The usefulness and appropriateness of a federalist perspective as a theoretical construct for the study of government and civics at the secondary level
This dissertation is the formulation of an argument for the incorporation of a liberated federalism perspective as the foundational theoretical construct for the teaching and study of American government and civics at the secondary level. The argument asserts that the history of the nation, in terms of its basic view of government, has developed from a traditional federalist view to a natural rights view. Instruction of government and politics has paralleled that development. The argument further asserts that the current dependence on the natural rights perspective has contributed and helped legitimize, however unintentionally, the excessive levels of individualism, self-absorption, and uncivil behavior that is being experienced in our society today.^ The argumentation follows the dialectic form presented by Hegel of thesis, antithesis, and synthesis.

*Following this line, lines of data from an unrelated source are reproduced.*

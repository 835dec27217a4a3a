//! Path normalization and splitting helpers.
//!
//! The tree resolvers deliberately do not normalize their input; `fix_path`
//! is applied once at the registry boundary and everything below assumes the
//! result. Duplicate slashes, backslashes and trailing slashes are handled
//! here; `"./"` segments are additionally skipped per level by the resolvers
//! so that paths like `a/./b` survive the round trip.

/// Normalizes a caller-supplied path for tree resolution.
///
/// - backslashes become forward slashes
/// - leading `"./"` segments are dropped
/// - duplicate slashes collapse to one (a single leading slash survives,
///   addressing the root's empty-named child)
/// - trailing `"/"` and `"/."` are dropped
/// - a bare `"."` becomes the empty path (the tree root)
pub fn fix_path(path: &str) -> String {
    let slashed = path.replace('\\', "/");
    let mut rest = slashed.as_str();
    while let Some(r) = rest.strip_prefix("./") {
        rest = r;
    }

    let mut out = String::with_capacity(rest.len());
    let mut prev_slash = false;
    for c in rest.chars() {
        if c == '/' {
            if prev_slash {
                continue;
            }
            prev_slash = true;
        } else {
            prev_slash = false;
        }
        out.push(c);
    }

    loop {
        if let Some(stripped) = out.strip_suffix("/.") {
            out.truncate(stripped.len());
        } else if out.len() > 1 && out.ends_with('/') {
            out.truncate(out.len() - 1);
        } else {
            break;
        }
    }

    if out == "." {
        out.clear();
    }
    out
}

/// Everything before the last `/`, or the empty string for a bare name.
///
/// `"/name"` yields `"/"` so that absolute-style paths keep resolving
/// through the root's empty-named child.
pub fn parent_path(path: &str) -> &str {
    match path.rfind('/') {
        Some(0) => "/",
        Some(i) => &path[..i],
        None => "",
    }
}

/// The last path segment (the bare file or directory name).
pub fn file_name(path: &str) -> &str {
    match path.rfind('/') {
        Some(i) => &path[i + 1..],
        None => path,
    }
}

/// Joins a parent path and a child name. The root's path is empty, so its
/// children carry their bare name as full path.
pub fn join(parent: &str, name: &str) -> String {
    if parent.is_empty() {
        name.to_string()
    } else {
        format!("{parent}/{name}")
    }
}

#[cfg(test)]
mod tests {
    use super::*;

    #[test]
    fn test_fix_path_basic() {
        assert_eq!(fix_path("a/b/c.txt"), "a/b/c.txt");
        assert_eq!(fix_path("./a/b"), "a/b");
        assert_eq!(fix_path("././a"), "a");
        assert_eq!(fix_path("a\\b\\c"), "a/b/c");
    }

    #[test]
    fn test_fix_path_slashes() {
        assert_eq!(fix_path("a//b"), "a/b");
        assert_eq!(fix_path("a/b/"), "a/b");
        assert_eq!(fix_path("a/b//"), "a/b");
        assert_eq!(fix_path("//a"), "/a");
        assert_eq!(fix_path("/a/b"), "/a/b");
    }

    #[test]
    fn test_fix_path_degenerate() {
        assert_eq!(fix_path(""), "");
        assert_eq!(fix_path("."), "");
        assert_eq!(fix_path("./"), "");
        assert_eq!(fix_path("a/."), "a");
        assert_eq!(fix_path("a/./"), "a");
    }

    #[test]
    fn test_parent_and_name() {
        assert_eq!(parent_path("a/b/c.txt"), "a/b");
        assert_eq!(parent_path("c.txt"), "");
        assert_eq!(parent_path("/c.txt"), "/");
        assert_eq!(file_name("a/b/c.txt"), "c.txt");
        assert_eq!(file_name("c.txt"), "c.txt");
    }

    #[test]
    fn test_join() {
        assert_eq!(join("", "a"), "a");
        assert_eq!(join("a", "b"), "a/b");
        assert_eq!(join("a/b", "c"), "a/b/c");
    }
}
//! # CanopyFS Core
//!
//! The core library for CanopyFS - a virtual filesystem layer that presents
//! one hierarchical namespace backed transparently by heterogeneous sources:
//! real disk directories, archive containers, in-memory buffers, and
//! on-demand loader plugins.
//!
//! ## Overview
//!
//! Callers mount, overlay and unmount subtrees at arbitrary points of the
//! namespace without knowing where the data actually lives. This is useful
//! for:
//!
//! - Game and application asset stacks (base data, expansions, user mods)
//! - Addressing archive members like directories (`pack.zip/inner/file.txt`)
//! - Redirecting fixed paths at test time without touching the disk
//! - Keeping file handles valid across wholesale reconfiguration
//!
//! ## Basic Usage
//!
//! ```rust
//! use std::sync::Arc;
//! use canopyfs_core::{CaseMode, DirExt, MemDir, MemFile, VfsRoot};
//!
//! let mut vfs = VfsRoot::new(CaseMode::Sensitive);
//!
//! let base: canopyfs_core::DirHandle = Arc::new(MemDir::new("", CaseMode::Sensitive));
//! base.add_recursive(Arc::new(MemFile::with_content("mods/data/hello.txt", &b"hi"[..])), true);
//! vfs.add_base_tree(".", base);
//!
//! // overlay the mod directory onto the data directory
//! vfs.mount("mods/data", "data", true).unwrap();
//! assert!(vfs.get_file("data/hello.txt").is_some());
//! ```
//!
//! ## Architecture
//!
//! - [`node`]: node identity, case folding, the ordered name map
//! - [`file`]: the byte-stream contract and the whole-content convenience
//! - [`dir`]: the directory capability interface, resolution and merging
//! - [`memory`]: in-memory file and directory backends
//! - [`overlay`]: the merged-tree directory and its mount stack
//! - [`loader`]: the on-demand loader and archive loader protocols
//! - [`root`]: the mount registry tying everything together
//! - [`error`]: error types
//! - [`paths`]: path normalization applied at the registry boundary
//!
//! Concrete byte-stream backends live in sibling crates: `canopyfs-disk`
//! scans and reads real directories, `canopyfs-zip` exposes ZIP archives as
//! mountable trees.
//!
//! ## Concurrency
//!
//! The engine is a synchronous in-memory structure. `Arc` keeps reference
//! counts atomic and each node serializes mutation of its own maps; callers
//! mutating the tree from several threads wrap the registry in their own
//! lock, and enumeration under concurrent mutation should use the snapshot
//! iteration mode.

pub mod dir;
pub mod error;
pub mod file;
pub mod loader;
pub mod memory;
pub mod node;
pub mod overlay;
pub mod paths;
pub mod root;

pub use dir::{same_dir, DirChildren, DirEntries, DirExt, DirHandle, DirNode, FileEntries, IterMode};
pub use error::{VfsError, VfsResult};
pub use file::{read_all, same_file, FileHandle, OpenMode, VfsFile};
pub use loader::{ArchiveLoader, ArchiveTree, Loader};
pub use memory::{MemDir, MemFile};
pub use node::{CaseMode, NameMap, NodeMeta};
pub use overlay::{MountStrength, MountedSource, OverlayDir};
pub use root::{BaseTree, MountRecord, VfsRoot};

That is, the thesis argues that the traditional federalist perspective would serve as a viable construct for the teaching of government and civics. In this portion of the argument, the republican model of political reality is presented. The antithesis promotes the natural rights perspective and relies on the political systems model for its theoretical approach. Finally, the synthesis argues that a liberated federalism perspective should be the foundational construct. Here, the argument presents its own model as a theoretical construct that is designed to assist teachers and curriculum materials writers in the development of American government and civics lessons and materials. ^
Education, Secondary|Education, Social Sciences|Political Science, General
"The usefulness and appropriateness of a federalist perspective as a theoretical construct for the study of government and civics at the secondary level"
(January 1, 1998).
ProQuest ETD Collection for FIU.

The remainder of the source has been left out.